Reading the Marks Left by Ancient Ice

The scratches themselves are subtle but consistent. They run from east to west across parts of western New York, cutting through older glacial deposits. Researchers interpret them as the work of icebergs or ice shelves that once floated or slid across the area when the Great Lakes basin was still adjusting after the last glacial maximum. Because the grooves point westward, they record ice movement driven by winds or currents that differed sharply from the westerly flow that now dominates winter weather in the region.

That directional difference matters. Modern lake-effect snow forms when cold air crosses the relatively warm waters of Lake Erie and drops heavy snow on the eastern and southeastern shores. If ice once moved the other way, the atmospheric setup that produces today’s snowbelt must have been inverted for centuries at a time. The marks therefore serve as a physical record of a climate configuration that no longer exists.

What the Five-Millennia Window Tells Us

The plowmarks cover a long stretch of the late Pleistocene and early Holocene. During those millennia the Laurentide Ice Sheet was retreating, the Great Lakes were taking their modern shapes, and regional wind patterns were still settling into their current form. The consistent westward orientation across such an extended interval indicates the reversed flow was not a brief anomaly but a persistent feature of the climate at the time.

Scientists note that the exact trigger for the reversal remains uncertain.
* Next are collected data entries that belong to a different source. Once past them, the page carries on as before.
//! # Template Model
//!
//! The aggregate an editing session mutates: custom text fields, the code
//! block, optional logo and background, and the branding media list.
//!
//! All coordinates are relative to the session's
//! [`TemplateCanvas`](crate::canvas::TemplateCanvas).
//!
//! ## Asset handles
//!
//! Files attached during the session are referenced by a temporary handle
//! ([`AssetRef::Temporary`]) and their bytes are kept as a
//! [`PendingUpload`] until the hosting application returns a durable URL
//! (see [`TemplateModel::resolve_upload`]).

mod fields;
mod media;

pub use fields::{FIELD_LABEL_PREFIX, next_field_label};
pub use media::{DeleteRequest, MediaKey, MediaKind, Removal};

use std::collections::BTreeSet;
use std::fmt;

use serde::Serialize;

use crate::canvas::clamp_code_size;
use crate::format::{FormatChange, FormattingRecord};
use crate::position::PositionedElement;

pub const DEFAULT_CODE_SIZE: u32 = 70;
pub const DEFAULT_FIELD_Y_STEP: f64 = 5.0;

/// One custom text field.
#[derive(Debug, Clone, PartialEq, Serialize)]
pub struct CustomField {
    pub id: String,
    pub label: String,
    pub format: FormattingRecord,
    pub position: PositionedElement,
}

/// A single update to a field, as produced by its editing surface.
#[derive(Debug, Clone, PartialEq, Serialize)]
#[serde(tag = "kind", content = "change", rename_all = "snake_case")]
pub enum FieldChange {
    Format(FormatChange),
    X(f64),
    Y(f64),
}

impl CustomField {
    pub fn apply(&mut self, change: &FieldChange) {
        match change {
            FieldChange::Format(change) => self.format.apply(change),
            FieldChange::X(x) => self.position.set_x(*x),
            FieldChange::Y(y) => self.position.set_y(*y),
        }
    }
}

/// Placement of the scannable code. `size` is the square edge in
/// template-space pixels and drives image regeneration.
#[derive(Debug, Clone, Copy, PartialEq, Serialize)]
pub struct CodeBlock {
    pub position: PositionedElement,
    pub size: u32,
}

impl Default for CodeBlock {
    fn default() -> Self {
        Self {
            position: PositionedElement::at(75.0, 60.0),
            size: DEFAULT_CODE_SIZE,
        }
    }
}

/// Handle for an asset that only exists in this session.
#[derive(Debug, Clone, PartialEq, Eq, Hash, PartialOrd, Ord, Serialize)]
pub struct TempHandle(pub String);

impl TempHandle {
    pub fn generate() -> Self {
        Self(format!("tmp-{}", uuid::Uuid::new_v4()))
    }
}

impl fmt::Display for TempHandle {
    fn fmt(&self, f: &mut fmt::Formatter<'_>) -> fmt::Result {
        f.write_str(&self.0)
    }
}

/// Where an asset's bytes live.
#[derive(Debug, Clone, PartialEq, Serialize)]
#[serde(tag = "type", content = "value", rename_all = "snake_case")]
pub enum AssetRef {
    /// Durable reference owned by the hosting application.
    Url(String),
    /// Local file awaiting upload.
    Temporary(TempHandle),
}

impl AssetRef {
    pub fn is_temporary(&self) -> bool {
        matches!(self, AssetRef::Temporary(_))
    }

    pub fn url(&self) -> Option<&str> {
        match self {
            AssetRef::Url(url) => Some(url),
            AssetRef::Temporary(_) => None,
        }
    }
}

/// Logo or background.
#[derive(Debug, Clone, PartialEq, Serialize)]
pub struct MediaBlock {
    pub asset: AssetRef,
    pub position: PositionedElement,
}

/// One branding media item.
#[derive(Debug, Clone, PartialEq, Serialize)]
pub struct BrandingItem {
    /// Session-local identity; stable while the list is edited.
    pub key: String,
    /// Identity in the hosting application, once stored there.
    pub persisted_id: Option<String>,
    pub asset: AssetRef,
    pub position: PositionedElement,
    pub name: Option<String>,
    pub website: Option<String>,
}

impl BrandingItem {
    pub fn new(asset: AssetRef, position: PositionedElement) -> Self {
        Self {
            key: uuid::Uuid::new_v4().to_string(),
            persisted_id: None,
            asset,
            position,
            name: None,
            website: None,
        }
    }

    pub fn is_persisted(&self) -> bool {
        self.persisted_id.is_some()
    }
}

/// Bytes of a locally attached file, waiting for the upload collaborator.
#[derive(Debug, Clone, PartialEq)]
pub struct PendingUpload {
    pub handle: TempHandle,
    pub kind: MediaKind,
    pub file_name: String,
    pub bytes: Vec<u8>,
}

/// What the upload collaborator returns for a stored asset.
#[derive(Debug, Clone, PartialEq, Eq)]
pub struct UploadedAsset {
    pub url: String,
    /// Identity of the stored item, when the host assigns one.
    pub id: Option<String>,
}

/// The template being edited.
#[derive(Debug, Clone, PartialEq)]
pub struct TemplateModel {
    pub fields: Vec<CustomField>,
    pub code: CodeBlock,
    pub logo: Option<MediaBlock>,
    pub background: Option<MediaBlock>,
    pub branding: Vec<BrandingItem>,
    /// Vertical stagger (percent) between newly added fields.
    pub field_y_step: f64,
    uploads: Vec<PendingUpload>,
    removed_branding_ids: Vec<String>,
    clear_branding: bool,
    busy: BTreeSet<MediaKey>,
}

impl Default for TemplateModel {
    fn default() -> Self {
        Self {
            fields: Vec::new(),
            code: CodeBlock::default(),
            logo: None,
            background: None,
            branding: Vec::new(),
            field_y_step: DEFAULT_FIELD_Y_STEP,
            uploads: Vec::new(),
            removed_branding_ids: Vec::new(),
            clear_branding: false,
            busy: BTreeSet::new(),
        }
    }
}

impl TemplateModel {
    pub fn new() -> Self {
        Self::default()
    }

    /// Change the code size, clamped to the supported range. Returns
    /// whether the stored value actually changed.
    pub fn set_code_size(&mut self, size: u32) -> bool {
        let size = clamp_code_size(size);
        let changed = self.code.size != size;
        self.code.size = size;
        changed
    }

    pub fn pending_uploads(&self) -> &[PendingUpload] {
        &self.uploads
    }

    /// Persisted branding ids removed during this session.
    pub fn removed_branding_ids(&self) -> &[String] {
        &self.removed_branding_ids
    }

    /// Whether the branding list was cleared remotely during this session.
    pub fn branding_cleared(&self) -> bool {
        self.clear_branding
    }

    /// Temporary handles still referenced anywhere in the model.
    pub fn temporary_handles(&self) -> Vec<&TempHandle> {
        let slots = [self.logo.as_ref(), self.background.as_ref()];
        slots
            .into_iter()
            .flatten()
            .map(|block| &block.asset)
            .chain(self.branding.iter().map(|item| &item.asset))
            .filter_map(|asset| match asset {
                AssetRef::Temporary(handle) => Some(handle),
                AssetRef::Url(_) => None,
            })
            .collect()
    }

    /// Swap a temporary handle for the durable reference the host returned.
    ///
    /// Returns `false` when the handle is no longer referenced (the item was
    /// removed in the meantime).
    pub fn resolve_upload(&mut self, handle: &TempHandle, uploaded: UploadedAsset) -> bool {
        self.uploads.retain(|upload| &upload.handle != handle);
        let target = AssetRef::Temporary(handle.clone());

        for block in [self.logo.as_mut(), self.background.as_mut()].into_iter().flatten() {
            if block.asset == target {
                block.asset = AssetRef::Url(uploaded.url);
                return true;
            }
        }
        if let Some(item) = self.branding.iter_mut().find(|item| item.asset == target) {
            item.asset = AssetRef::Url(uploaded.url);
            if uploaded.id.is_some() {
                item.persisted_id = uploaded.id;
            }
            return true;
        }
        false
    }

    /// Drop the bytes behind a temporary handle.
    fn release(&mut self, asset: &AssetRef) {
        if let AssetRef::Temporary(handle) = asset {
            self.uploads.retain(|upload| &upload.handle != handle);
        }
    }

    /// Forget the outbound removal bookkeeping once a save has gone through.
    pub fn mark_saved(&mut self) {
        self.removed_branding_ids.clear();
        self.clear_branding = false;
    }
}
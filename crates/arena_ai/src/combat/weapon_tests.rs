//! Tests for Blaster / BlasterDriver.

#[cfg(test)]
mod tests {
    use super::super::weapon::{Blaster, BlasterConfig, BlasterDriver, Weapon};
    use crate::components::Ammo;
    use bevy::prelude::*;

    #[test]
    fn test_blaster_config_default() {
        let config = BlasterConfig::default();
        assert_eq!(config.damage, 10.0);
        assert_eq!(config.projectile_speed, 18.0);
        assert_eq!(config.fire_cooldown, 0.35);
        assert_eq!(config.ammo_cost, 1);
        assert_eq!(config.projectile_lifetime, 3.0);
    }

    #[test]
    fn test_fire_consumes_ammo_and_starts_cooldown() {
        let mut blaster = Blaster::default();
        let mut ammo = Ammo::new(30);

        let mut driver = BlasterDriver::new(&mut blaster, Some(&mut ammo), Vec3::ZERO, 1.0);
        assert!(driver.can_fire());
        driver.aim_at(Vec3::new(5.0, 3.0, 0.0));
        driver.fire();
        // Cooldown → второй выстрел в этом же тике игнорируется
        assert!(!driver.can_fire());
        driver.fire();

        let shots = driver.into_shots();
        assert_eq!(shots.len(), 1);
        assert_eq!(shots[0].origin, Vec3::new(0.0, 1.2, 0.0));
        assert!((shots[0].direction - Vec3::X).length() < 1e-5);

        assert_eq!(ammo.current, 29);
        assert!((blaster.next_fire_time - 1.35).abs() < 1e-5);

        assert!(!blaster.is_ready(1.3, Some(&ammo)));
        assert!(blaster.is_ready(1.35, Some(&ammo)));
    }

    #[test]
    fn test_cannot_fire_without_ammo() {
        let mut blaster = Blaster::default();
        let mut ammo = Ammo { current: 0, max: 30 };

        let mut driver = BlasterDriver::new(&mut blaster, Some(&mut ammo), Vec3::ZERO, 0.0);
        assert!(!driver.can_fire());
        driver.fire();
        assert!(driver.into_shots().is_empty());
    }

    #[test]
    fn test_no_ammo_pool_means_unlimited() {
        let mut blaster = Blaster::default();

        for tick in 0..5 {
            let now = tick as f32;
            let mut driver = BlasterDriver::new(&mut blaster, None, Vec3::ZERO, now);
            driver.fire();
            assert_eq!(driver.into_shots().len(), 1, "tick {}", tick);
        }
    }

    #[test]
    fn test_aim_ignores_degenerate_direction() {
        let mut blaster = Blaster::default();
        let mut driver = BlasterDriver::new(&mut blaster, None, Vec3::ZERO, 0.0);

        // Цель прямо над стволом: горизонтальная проекция нулевая
        driver.aim_at(Vec3::new(0.0, 10.0, 0.0));
        drop(driver);
        assert_eq!(blaster.aim_direction, Vec3::NEG_Z);
    }
}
Changes in the position of the jet stream, the presence of lingering ice to the north, or shifts in the temperature contrast between land and water could all have played a role. What the scratches make clear is that the atmospheric conditions capable of driving ice westward existed long enough to leave a lasting signature on the landscape.

Placing the Finding in a Broader Climate Context

Evidence of past climate variability helps place today’s weather patterns in perspective. Buffalo’s reputation for lake-effect snow is well earned, yet the geologic record shows that the same physical setting can produce very different outcomes when large-scale circulation changes. The ancient plowmarks add one more data point to the growing picture of how sensitive Great Lakes snowbelts can be to shifts in wind direction and temperature gradients.

Similar markings have been documented in other parts of the former ice sheet’s path, but the Buffalo-area features stand out because they directly contradict the modern snowbelt orientation. This contrast underscores how much the regional climate has evolved since the ice sheets withdrew.

Looking Ahead from the Distant Past

The scratches left by those long-ago icebergs do not predict future snowfall totals, yet they illustrate that the Buffalo snowbelt is not a fixed geographic feature. It is the product of a particular alignment of winds, water temperatures, and atmospheric circulation that has changed before and could change again. Understanding those earlier configurations gives researchers a clearer baseline against which to measure both natural variability and any long-term shifts driven by rising global temperatures.

In the end, the west-moving plowmarks serve as quiet reminders that the dramatic winter scenes familiar to Buffalo residents today are only one chapter in a much longer story of climate and ice.